**What you need to do:**
Among the entries below, how many lines contain "template"? Answer with the number only.

**Records to process:**
- - -

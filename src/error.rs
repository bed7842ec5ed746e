use std::path::PathBuf;

use thiserror::Error;

#[derive(Debug, Error)]
pub enum SpecError {
    #[error("reading spec {}: {source}", path.display())]
    Io {
        path: PathBuf,
        #[source]
        source: std::io::Error,
    },
    #[error("parsing spec {}: {message}", path.display())]
    Parse { path: PathBuf, message: String },
    #[error("operation {0} not found")]
    OperationNotFound(String),
}

#[derive(Debug, Error)]
pub enum CaptureError {
    #[error("invalid query {expression}: {message}")]
    InvalidQuery { expression: String, message: String },
    #[error("serializing response: {0}")]
    Serialize(#[from] serde_json::Error),
}

#[derive(Debug, Error)]
pub enum SessionError {
    #[error("Request {0} not found")]
    RequestNotFound(String),
    #[error("Flow {0} not found")]
    FlowNotFound(String),
    #[error("Request {request} is missing required parameters: {}", missing.join(", "))]
    MissingParameters {
        request: String,
        missing: Vec<String>,
    },
    #[error("Environment does not contain {0}")]
    VariableMissing(String),
    #[error("{0} is not an array")]
    NotAnArray(String),
    #[error("No response available")]
    NoResponse,
}
use indexmap::IndexMap;
use serde::Serialize;
use serde_json::Value;

use crate::{
    env::{expand_placeholders, value_to_string, Environment},
    error::SpecError,
    spec::{LoadedSpec, Parameter, SpecDocument},
};

mod operation;
mod request;

pub use request::missing_parameters;

pub const PROTOCOL: &str = "PROTOCOL";
pub const HOST: &str = "HOST";
pub const PORT: &str = "PORT";
pub const USER: &str = "USER";
pub const PASSWORD: &str = "PASSWORD";

/// A fully resolved request, ready to hand to an executor.
#[derive(Debug, Clone, Default, PartialEq, Serialize)]
pub struct RequestDescriptor {
    pub title: String,
    pub options: RequestOptions,
}

#[derive(Debug, Clone, Default, PartialEq, Serialize)]
#[serde(rename_all = "camelCase")]
pub struct RequestOptions {
    pub protocol: String,
    pub host: String,
    pub port: String,
    pub method: String,
    pub path: String,
    pub headers: IndexMap<String, String>,
    pub query_string: IndexMap<String, String>,
    #[serde(skip_serializing_if = "Option::is_none")]
    pub auth: Option<String>,
    #[serde(skip_serializing_if = "Option::is_none")]
    pub form: Option<FormData>,
    #[serde(skip_serializing_if = "Option::is_none")]
    pub body: Option<Value>,
}

#[derive(Debug, Clone, Default, PartialEq, Serialize)]
pub struct FormData {
    pub fields: IndexMap<String, String>,
    pub files: IndexMap<String, String>,
}

/// Turns the operation (or standalone request) called `name` into a request
/// descriptor, letting environment values override anything the spec says.
pub fn build_request(
    spec: &LoadedSpec,
    name: &str,
    env: &Environment,
) -> Result<RequestDescriptor, SpecError> {
    match &spec.document {
        SpecDocument::Operations(api) => {
            let resolved = api
                .resolve_operation(name)
                .ok_or_else(|| SpecError::OperationNotFound(name.to_string()))?;
            Ok(operation::build(api, &resolved, spec.path.parent(), name, env))
        }
        SpecDocument::Request(definition) => Ok(request::build(definition, name, env)),
    }
}

pub(crate) fn resolve_port(env: &Environment, declared: Option<String>, protocol: &str) -> String {
    if let Some(port) = env.get_string(PORT) {
        return port;
    }
    if let Some(port) = declared {
        return port;
    }
    if protocol == "http:" {
        "80".to_string()
    } else {
        "443".to_string()
    }
}

/// Drops any query string from the template, then expands placeholders.
pub(crate) fn construct_path(template: &str, env: &Environment) -> String {
    let base = match template.find('?') {
        Some(index) if index > 0 => &template[..index],
        _ => template,
    };
    expand_placeholders(base, env)
}

pub(crate) fn basic_auth(env: &Environment) -> String {
    format!(
        "{}:{}",
        env.get_string(USER).unwrap_or_default(),
        env.get_string(PASSWORD).unwrap_or_default()
    )
}

/// Environment value first, then the expanded schema default, then (when
/// allowed) the expanded literal value.
pub(crate) fn parameter_value(
    param: &Parameter,
    env: &Environment,
    allow_literal: bool,
) -> Option<String> {
    if let Some(value) = env.get_string(&param.name) {
        return Some(value);
    }

    let fallback = param
        .schema
        .as_ref()
        .and_then(|schema| schema.default.as_ref())
        .or(if allow_literal {
            param.value.as_ref()
        } else {
            None
        })
        .filter(|value| !value.is_null())?;

    Some(expand_placeholders(&value_to_string(fallback), env))
}

#[cfg(test)]
mod tests {
    use super::*;
    use crate::spec::Schema;
    use pretty_assertions::assert_eq;
    use serde_json::json;

    #[test]
    fn resolve_port_prefers_environment_then_declared_then_protocol() {
        let mut env = Environment::new();
        assert_eq!(resolve_port(&env, None, "http:"), "80");
        assert_eq!(resolve_port(&env, None, "https:"), "443");
        assert_eq!(resolve_port(&env, None, ""), "443");
        assert_eq!(resolve_port(&env, Some("8080".into()), "http:"), "8080");

        env.set(PORT, 9000);
        assert_eq!(resolve_port(&env, Some("8080".into()), "http:"), "9000");
    }

    #[test]
    fn construct_path_strips_query_and_expands() {
        let mut env = Environment::new();
        env.set("petId", 7);

        assert_eq!(construct_path("/pets/{petId}?limit=10", &env), "/pets/7");
        assert_eq!(construct_path("/pets/{missing}", &env), "/pets/{missing}");
        assert_eq!(construct_path("?only=query", &env), "?only=query");
    }

    #[test]
    fn basic_auth_renders_missing_credentials_as_empty() {
        let mut env = Environment::new();
        env.set(USER, "ada");
        assert_eq!(basic_auth(&env), "ada:");

        env.set(PASSWORD, "secret");
        assert_eq!(basic_auth(&env), "ada:secret");
    }

    #[test]
    fn parameter_value_precedence() {
        let mut env = Environment::new();
        env.set("region", "eu");

        let param = Parameter {
            name: "X-Trace".to_string(),
            location: Some("header".to_string()),
            schema: Some(Schema {
                default: Some(json!("trace-{region}")),
                ..Schema::default()
            }),
            value: Some(json!("literal")),
        };
        assert_eq!(
            parameter_value(&param, &env, true).as_deref(),
            Some("trace-eu")
        );

        env.set("X-Trace", "from-env");
        assert_eq!(
            parameter_value(&param, &env, false).as_deref(),
            Some("from-env")
        );

        let literal_only = Parameter {
            name: "limit".to_string(),
            value: Some(json!(25)),
            ..Parameter::default()
        };
        assert_eq!(
            parameter_value(&literal_only, &env, true).as_deref(),
            Some("25")
        );
        assert_eq!(parameter_value(&literal_only, &env, false), None);
    }
}
use std::path::{Path, PathBuf};

pub const REQUESTS: &str = "requests";
pub const ENVIRONMENT: &str = "environment";
pub const FLOWS: &str = "flows";
pub const LOG: &str = "log";

/// Directory holding files of `kind`, optionally scoped to a project.
pub fn kind_root(working_folder: &Path, kind: &str, project: Option<&str>) -> PathBuf {
    project_root(working_folder, project).join(kind)
}

pub fn project_root(working_folder: &Path, project: Option<&str>) -> PathBuf {
    match project {
        Some(project) => working_folder.join(project),
        None => working_folder.to_path_buf(),
    }
}

/// Resolves `name` to an existing file: the name itself when it points at a
/// file, otherwise `{root}[/{project}]/{kind}/{name}.json`.
pub fn find_file(
    working_folder: &Path,
    name: &str,
    kind: &str,
    project: Option<&str>,
) -> Option<PathBuf> {
    let direct = Path::new(name);
    if direct.is_file() {
        return Some(direct.to_path_buf());
    }

    let mut candidate = kind_root(working_folder, kind, project).join(name);
    if candidate.extension().map(|ext| ext != "json").unwrap_or(true) {
        let mut file_name = candidate.as_os_str().to_os_string();
        file_name.push(".json");
        candidate = PathBuf::from(file_name);
    }

    candidate.is_file().then_some(candidate)
}
use std::path::{Path, PathBuf};

use indexmap::IndexMap;
use serde::Serialize;
use tracing::{debug, warn};
use walkdir::WalkDir;

use crate::spec::{is_spec_file, load_spec, SpecDocument};

#[derive(Debug, Clone, Copy, PartialEq, Eq, Serialize)]
#[serde(rename_all = "lowercase")]
pub enum EntryKind {
    Operation,
    Request,
}

#[derive(Debug, Clone, PartialEq, Serialize)]
pub struct RegistryEntry {
    /// Path relative to the registry root.
    pub file: PathBuf,
    pub summary: Option<String>,
    pub kind: EntryKind,
}

/// Index of every operation and standalone request under a requests root.
#[derive(Debug, Clone, Default)]
pub struct Registry {
    root: PathBuf,
    entries: IndexMap<String, RegistryEntry>,
}

impl Registry {
    /// Walks `root` in file name order. Later files win on name collisions
    /// and files that fail to parse are skipped.
    pub fn gather(root: &Path) -> Self {
        let mut registry = Registry {
            root: root.to_path_buf(),
            entries: IndexMap::new(),
        };

        if !root.is_dir() {
            debug!(root = %root.display(), "requests folder missing");
            return registry;
        }

        let walker = WalkDir::new(root)
            .sort_by_file_name()
            .into_iter()
            .filter_map(|entry| match entry {
                Ok(entry) => Some(entry),
                Err(err) => {
                    warn!(error = %err, "skipping unreadable entry");
                    None
                }
            })
            .filter(|entry| entry.file_type().is_file() && is_spec_file(entry.path()));

        for entry in walker {
            registry.register(entry.path());
        }

        debug!(root = %root.display(), count = registry.len(), "gathered requests");
        registry
    }

    fn register(&mut self, path: &Path) {
        let spec = match load_spec(path) {
            Ok(spec) => spec,
            Err(err) => {
                warn!(error = %err, "skipping request file");
                return;
            }
        };
        let file = path.strip_prefix(&self.root).unwrap_or(path).to_path_buf();

        match spec.document {
            SpecDocument::Operations(api) => {
                for resolved in api.operations() {
                    let Some(id) = resolved.operation.operation_id.clone() else {
                        continue;
                    };
                    self.insert(
                        id,
                        RegistryEntry {
                            file: file.clone(),
                            summary: resolved.operation.summary.clone(),
                            kind: EntryKind::Operation,
                        },
                    );
                }
            }
            SpecDocument::Request(request) => {
                let name = request.request_id.clone().or_else(|| {
                    path.file_stem()
                        .map(|stem| stem.to_string_lossy().to_string())
                });
                if let Some(name) = name {
                    self.insert(
                        name,
                        RegistryEntry {
                            file,
                            summary: request.summary.clone(),
                            kind: EntryKind::Request,
                        },
                    );
                }
            }
        }
    }

    fn insert(&mut self, name: String, entry: RegistryEntry) {
        if let Some(previous) = self.entries.get(&name) {
            debug!(name = %name, previous = %previous.file.display(), "request redefined");
        }
        self.entries.insert(name, entry);
    }

    pub fn root(&self) -> &Path {
        &self.root
    }

    pub fn get(&self, name: &str) -> Option<&RegistryEntry> {
        self.entries.get(name)
    }

    /// Absolute path of the file defining `name`.
    pub fn resolve(&self, name: &str) -> Option<PathBuf> {
        self.get(name).map(|entry| self.root.join(&entry.file))
    }

    /// Entries sorted by name.
    pub fn list(&self) -> Vec<(&String, &RegistryEntry)> {
        let mut entries: Vec<_> = self.entries.iter().collect();
        entries.sort_by(|a, b| a.0.cmp(b.0));
        entries
    }

    pub fn len(&self) -> usize {
        self.entries.len()
    }

    pub fn is_empty(&self) -> bool {
        self.entries.is_empty()
    }
}
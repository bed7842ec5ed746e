use std::{collections::HashSet, path::PathBuf};

use indexmap::IndexMap;
use once_cell::sync::Lazy;
use serde::Deserialize;
use serde_json::{Map, Value};

/// Path item keys treated as operations.
pub static HTTP_METHODS: Lazy<HashSet<&'static str>> = Lazy::new(|| {
    [
        "get", "put", "post", "delete", "options", "head", "patch", "trace",
    ]
    .into_iter()
    .collect()
});

#[derive(Debug, Clone)]
pub struct LoadedSpec {
    pub path: PathBuf,
    pub document: SpecDocument,
}

#[derive(Debug, Clone)]
pub enum SpecDocument {
    Operations(OperationSpec),
    Request(RequestSpec),
}

#[derive(Debug, Clone, Default, Deserialize)]
#[serde(default)]
pub struct OperationSpec {
    pub servers: Vec<Server>,
    pub components: Components,
    #[serde(deserialize_with = "deserialize_paths")]
    pub paths: IndexMap<String, IndexMap<String, Operation>>,
}

#[derive(Debug, Clone, Default, Deserialize)]
#[serde(default)]
pub struct Server {
    pub url: Option<String>,
}

#[derive(Debug, Clone, Default, Deserialize)]
#[serde(default)]
pub struct Components {
    #[serde(rename = "securitySchemes")]
    pub security_schemes: IndexMap<String, SecurityScheme>,
}

#[derive(Debug, Clone, Default, Deserialize)]
#[serde(default)]
pub struct SecurityScheme {
    pub scheme: Option<String>,
}

#[derive(Debug, Clone, Default, Deserialize)]
#[serde(default)]
pub struct Operation {
    #[serde(rename = "operationId")]
    pub operation_id: Option<String>,
    pub summary: Option<String>,
    pub parameters: Vec<Parameter>,
    pub security: Vec<IndexMap<String, Value>>,
    #[serde(rename = "requestBody")]
    pub request_body: Option<RequestBody>,
    pub responses: IndexMap<String, Response>,
}

#[derive(Debug, Clone, Default, Deserialize)]
#[serde(default)]
pub struct Parameter {
    pub name: String,
    #[serde(rename = "in")]
    pub location: Option<String>,
    pub schema: Option<Schema>,
    pub value: Option<Value>,
}

#[derive(Debug, Clone, Default, Deserialize)]
#[serde(default)]
pub struct RequestBody {
    pub content: IndexMap<String, MediaType>,
}

#[derive(Debug, Clone, Default, Deserialize)]
#[serde(default)]
pub struct MediaType {
    pub schema: Option<Schema>,
}

#[derive(Debug, Clone, Default, Deserialize)]
#[serde(default)]
pub struct Schema {
    #[serde(rename = "$ref")]
    pub reference: Option<String>,
    pub format: Option<String>,
    pub default: Option<Value>,
    pub properties: IndexMap<String, Schema>,
}

#[derive(Debug, Clone, Default, Deserialize)]
#[serde(default)]
pub struct Response {
    pub description: Option<String>,
    /// Expressions are kept raw so one malformed entry fails on its own.
    #[serde(rename = "x-capture")]
    pub capture: IndexMap<String, Value>,
}

#[derive(Debug, Clone, Default, Deserialize)]
#[serde(default)]
pub struct RequestSpec {
    #[serde(rename = "requestId")]
    pub request_id: Option<String>,
    pub summary: Option<String>,
    pub method: Option<String>,
    pub protocol: Option<String>,
    pub host: Option<String>,
    pub port: Option<Value>,
    pub path: Option<String>,
    pub headers: Vec<Parameter>,
    pub query: Vec<Parameter>,
    pub auth: Option<String>,
    pub body: Option<Value>,
    pub parameters: RequestParameters,
    pub responses: IndexMap<String, Response>,
}

#[derive(Debug, Clone, Default, Deserialize)]
#[serde(default)]
pub struct RequestParameters {
    pub required: Vec<String>,
    pub defaults: Map<String, Value>,
}

#[derive(Debug, Clone)]
pub struct ResolvedOperation<'a> {
    pub path: &'a str,
    pub method: &'a str,
    pub operation: &'a Operation,
}

impl SpecDocument {
    pub fn kind(&self) -> &'static str {
        match self {
            SpecDocument::Operations(_) => "operations",
            SpecDocument::Request(_) => "request",
        }
    }

    pub fn responses_for(&self, name: &str) -> Option<&IndexMap<String, Response>> {
        match self {
            SpecDocument::Operations(spec) => spec
                .resolve_operation(name)
                .map(|resolved| &resolved.operation.responses),
            SpecDocument::Request(request) => Some(&request.responses),
        }
    }
}

impl OperationSpec {
    /// First operation, in declaration order, whose `operationId` matches.
    pub fn resolve_operation(&self, operation_id: &str) -> Option<ResolvedOperation<'_>> {
        self.paths.iter().find_map(|(path, methods)| {
            methods.iter().find_map(|(method, operation)| {
                (operation.operation_id.as_deref() == Some(operation_id)).then_some(
                    ResolvedOperation {
                        path,
                        method,
                        operation,
                    },
                )
            })
        })
    }

    pub fn operations(&self) -> impl Iterator<Item = ResolvedOperation<'_>> {
        self.paths.iter().flat_map(|(path, methods)| {
            methods.iter().map(move |(method, operation)| ResolvedOperation {
                path,
                method,
                operation,
            })
        })
    }
}

// Path items may carry non-operation keys (`parameters`, `summary`, ...);
// only HTTP method keys are read as operations.
fn deserialize_paths<'de, D>(
    deserializer: D,
) -> Result<IndexMap<String, IndexMap<String, Operation>>, D::Error>
where
    D: serde::Deserializer<'de>,
{
    let raw: IndexMap<String, IndexMap<String, Value>> = IndexMap::deserialize(deserializer)?;
    let mut paths = IndexMap::with_capacity(raw.len());

    for (path, item) in raw {
        let mut operations = IndexMap::new();
        for (method, value) in item {
            if !HTTP_METHODS.contains(method.to_ascii_lowercase().as_str()) {
                continue;
            }
            let operation: Operation = serde_json::from_value(value).map_err(|err| {
                serde::de::Error::custom(format!("{} {}: {}", method, path, err))
            })?;
            operations.insert(method, operation);
        }
        paths.insert(path, operations);
    }

    Ok(paths)
}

- - -

**Result of the exercise:**
5